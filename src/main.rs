use clap::Parser;
use iced::widget::{button, canvas::Canvas, column, container, image, row, stack, text, text_input, Space};
use iced::{Alignment, Color, ContentFit, Element, Length, Point, Subscription, Task};
use std::path::Path;
use std::sync::Arc;

mod cli;
mod compositor;
mod data;
mod error;
mod observers;
mod session;
mod settings;
mod timeline;
mod ui;

use cli::Settings;
use compositor::{FrameCompositor, FrameStatus, Framebuffer, Invalidation, SkipReason, WgpuDevice};
use error::GpuError;
use session::TimelineSession;
use timeline::events::{wheel_zoom_factor, OverlayProgram};
use timeline::minimap::{offset_for_fraction, MinimapProgram};

const MINIMAP_HEIGHT: f32 = 80.0;

pub fn main() -> iced::Result {
    env_logger::Builder::from_env(env_logger::Env::default().default_filter_or("info")).init();
    let settings = Settings::from(cli::Args::parse());
    log::info!("Starting with {settings:?}");

    iced::application(
        move || TraceLens::new(settings.clone()),
        TraceLens::update,
        TraceLens::view,
    )
    .title(TraceLens::title)
    .subscription(TraceLens::subscription)
    .run()
}

#[derive(Debug, Clone, PartialEq)]
pub enum Message {
    ViewportResized { width: f32, height: f32 },
    PointerMoved(Point),
    PointerLeft,
    Pressed,
    Panned { dx: f32, dy: f32 },
    Zoomed { lines: f32, x: f32 },
    MinimapJump { fraction: f64 },
    Tick,
    FilterChanged(String),
    HotspotFocused(String),
    JumpToSource,
    ToggleSettings,
}

struct TraceLens {
    settings: Settings,
    session: TimelineSession,
    compositor: Option<FrameCompositor<WgpuDevice>>,
    framebuffer: Framebuffer,
    base_layer: Option<image::Handle>,
    invalidation: Invalidation,
    gpu_error: Option<GpuError>,
    show_settings: bool,
    last_action_message: Option<String>,
}

impl TraceLens {
    fn new(settings: Settings) -> (Self, Task<Message>) {
        let metadata = Arc::new(data::generate_mock_data(
            settings.seed,
            settings.threads,
            settings.duration_ms,
        ));
        let mut session = TimelineSession::new(metadata, settings.hotspots);

        let invalidation = Invalidation::new();
        {
            let invalidation = invalidation.clone();
            session.subscribe_view(move |_| invalidation.request());
        }
        session.subscribe_selection(|block| match block {
            Some(block) => log::debug!(
                "Selected {} at {:.2}ms on thread {}",
                block.name,
                block.start_ms,
                block.thread_id
            ),
            None => log::debug!("Selection cleared"),
        });
        session.subscribe_hotspots(|hotspots| {
            log::trace!("{} hotspots in view", hotspots.len());
        });

        let (compositor, gpu_error) = match WgpuDevice::new() {
            Ok(device) => (Some(FrameCompositor::new(device, settings.fence_timeout)), None),
            Err(err) => {
                log::error!("GPU initialisation failed: {err}");
                (None, Some(err))
            }
        };

        (
            Self {
                settings,
                session,
                compositor,
                framebuffer: Framebuffer::default(),
                base_layer: None,
                invalidation,
                gpu_error,
                show_settings: false,
                last_action_message: None,
            },
            Task::none(),
        )
    }

    fn title(&self) -> String {
        if self.show_settings {
            return "TraceLens - Settings".to_string();
        }
        format!("TraceLens - {}", self.session.metadata().process_name)
    }

    /// The frame timer stops once the compositor has nothing left to draw.
    fn subscription(&self) -> Subscription<Message> {
        let compositing = self
            .compositor
            .as_ref()
            .is_some_and(|compositor| !compositor.has_failed());
        if !compositing {
            return Subscription::none();
        }
        iced::time::every(self.settings.frame_interval).map(|_| Message::Tick)
    }

    fn update(&mut self, message: Message) -> Task<Message> {
        match message {
            Message::ViewportResized { width, height } => {
                self.session.resize(width as f64, height as f64);
                let (width, height) = (width.max(0.0).round() as u32, height.max(0.0).round() as u32);
                if self.framebuffer.resize(width, height) {
                    self.base_layer = None;
                    self.invalidation.request();
                }
            }
            Message::PointerMoved(position) => {
                self.session.hover(position.x as f64, position.y as f64);
            }
            Message::PointerLeft => {
                self.session.leave();
            }
            Message::Pressed => self.session.select_hovered(),
            Message::Panned { dx, dy } => self.session.pan_by(dx as f64, dy as f64),
            Message::Zoomed { lines, x } => {
                self.session.zoom_at(x as f64, wheel_zoom_factor(lines));
            }
            Message::MinimapJump { fraction } => {
                let viewport = self.session.viewport();
                let offset_x = offset_for_fraction(viewport, fraction);
                let offset_y = viewport.offset_y;
                self.session.set_offset(offset_x, offset_y);
            }
            Message::Tick => self.composite_frame(),
            Message::FilterChanged(filter) => self.session.set_filter(filter),
            Message::HotspotFocused(name) => {
                if !self.session.focus_method(&name) {
                    log::warn!("No block named {name}");
                }
            }
            Message::JumpToSource => {
                self.last_action_message = match self.session.source_request() {
                    Some(path) => match open_in_system(Path::new(path)) {
                        Ok(()) => None,
                        Err(err) => {
                            log::warn!("Failed to open {path}: {err}");
                            Some(format!("Could not open {path}: {err}"))
                        }
                    },
                    None => None,
                };
            }
            Message::ToggleSettings => {
                self.show_settings = !self.show_settings;
            }
        }
        Task::none()
    }

    /// Runs on every tick; only does GPU work when something invalidated
    /// the base layer.
    fn composite_frame(&mut self) {
        let Some(compositor) = &self.compositor else {
            return;
        };
        if !self.invalidation.take() {
            return;
        }
        match compositor.composite(&mut self.framebuffer) {
            Ok(FrameStatus::Presented) => {
                self.base_layer = Some(image::Handle::from_rgba(
                    self.framebuffer.width(),
                    self.framebuffer.height(),
                    self.framebuffer.to_rgba(),
                ));
            }
            Ok(FrameStatus::Skipped(SkipReason::DeviceLost | SkipReason::EmptySurface)) => {}
            Ok(FrameStatus::Skipped(reason)) => {
                log::trace!("Frame skipped ({reason:?}), retrying next tick");
                self.invalidation.request();
            }
            Err(err) => {
                self.base_layer = None;
                self.gpu_error = Some(err);
            }
        }
    }

    fn view(&self) -> Element<'_, Message> {
        if self.compositor.is_none() {
            return self.startup_error_view();
        }

        let source = self.session.source_request().map(|_| Message::JumpToSource);
        let header = row![
            text(format!(
                "{} · {:.0}ms · zoom {:.2}x",
                self.session.metadata().process_name,
                self.session.metadata().total_duration_ms,
                self.session.viewport().zoom()
            ))
            .size(14),
            text_input("Filter methods…", self.session.filter())
                .on_input(Message::FilterChanged)
                .width(Length::Fixed(240.0)),
            Space::new().width(Length::Fill),
        ];
        let header = match &self.gpu_error {
            Some(err) => header.push(text(err.to_string()).size(12).color(Color::from_rgb(0.8, 0.2, 0.2))),
            None => header,
        };
        let header = header
            .push(button("Jump to source").on_press_maybe(source))
            .push(button(if self.show_settings { "Timeline" } else { "Settings" }).on_press(Message::ToggleSettings))
            .spacing(10)
            .padding(5)
            .align_y(Alignment::Center);

        let content: Element<'_, Message> = if self.show_settings {
            settings::view(
                &self.settings,
                self.session.metadata(),
                self.adapter_name(),
                self.last_action_message.as_deref(),
            )
        } else {
            self.timeline_view()
        };

        column![header, content].into()
    }

    fn adapter_name(&self) -> Option<String> {
        self.compositor
            .as_ref()
            .map(|compositor| compositor.device().adapter_name())
    }

    fn timeline_view(&self) -> Element<'_, Message> {
        let base_layer: Element<'_, Message> = match &self.base_layer {
            Some(handle) => image(handle.clone())
                .width(Length::Fill)
                .height(Length::Fill)
                .content_fit(ContentFit::Fill)
                .into(),
            None => container(Space::new())
                .width(Length::Fill)
                .height(Length::Fill)
                .style(|_theme: &iced::Theme| {
                    container::Style::default().background(Color::from_rgb(0.05, 0.05, 0.15))
                })
                .into(),
        };
        let overlay = Canvas::new(OverlayProgram {
            session: &self.session,
        })
        .width(Length::Fill)
        .height(Length::Fill);

        let minimap = Canvas::new(MinimapProgram {
            session: &self.session,
        })
        .width(Length::Fill)
        .height(Length::Fixed(MINIMAP_HEIGHT));

        let side_panel = column![
            ui::hotspot_panel(self.session.hotspots()),
            ui::details_panel(&self.session),
        ]
        .spacing(6)
        .width(Length::Fixed(ui::SIDE_PANEL_WIDTH));

        row![
            column![stack![base_layer, overlay], minimap].width(Length::Fill),
            side_panel,
        ]
        .spacing(6)
        .padding(5)
        .into()
    }

    fn startup_error_view(&self) -> Element<'_, Message> {
        let message = match &self.gpu_error {
            Some(err) => err.to_string(),
            None => "GPU unavailable".to_string(),
        };
        container(
            column![
                text("Unable to start the GPU renderer").size(20),
                text(message).size(14),
                text("Run with RUST_LOG=debug for details").size(12),
            ]
            .spacing(8)
            .align_x(Alignment::Center),
        )
        .width(Length::Fill)
        .height(Length::Fill)
        .center_x(Length::Fill)
        .center_y(Length::Fill)
        .into()
    }
}

/// Hand `path` to the platform's default opener.
fn open_in_system(path: &Path) -> std::io::Result<()> {
    #[cfg(target_os = "macos")]
    let mut command = std::process::Command::new("open");
    #[cfg(target_os = "windows")]
    let mut command = std::process::Command::new("explorer");
    #[cfg(not(any(target_os = "macos", target_os = "windows")))]
    let mut command = std::process::Command::new("xdg-open");

    command.arg(path).spawn().map(|_| ())
}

┄┄┄┄┄┄┄┄┄┄┄┄┄┄┄┄┄┄┄┄

The task:
Go through the entries and copy every line with "return".

Solution to this task:
            return "TraceLens - Settings".to_string();
            return Subscription::none();
            return;
            return;
            return self.startup_error_view();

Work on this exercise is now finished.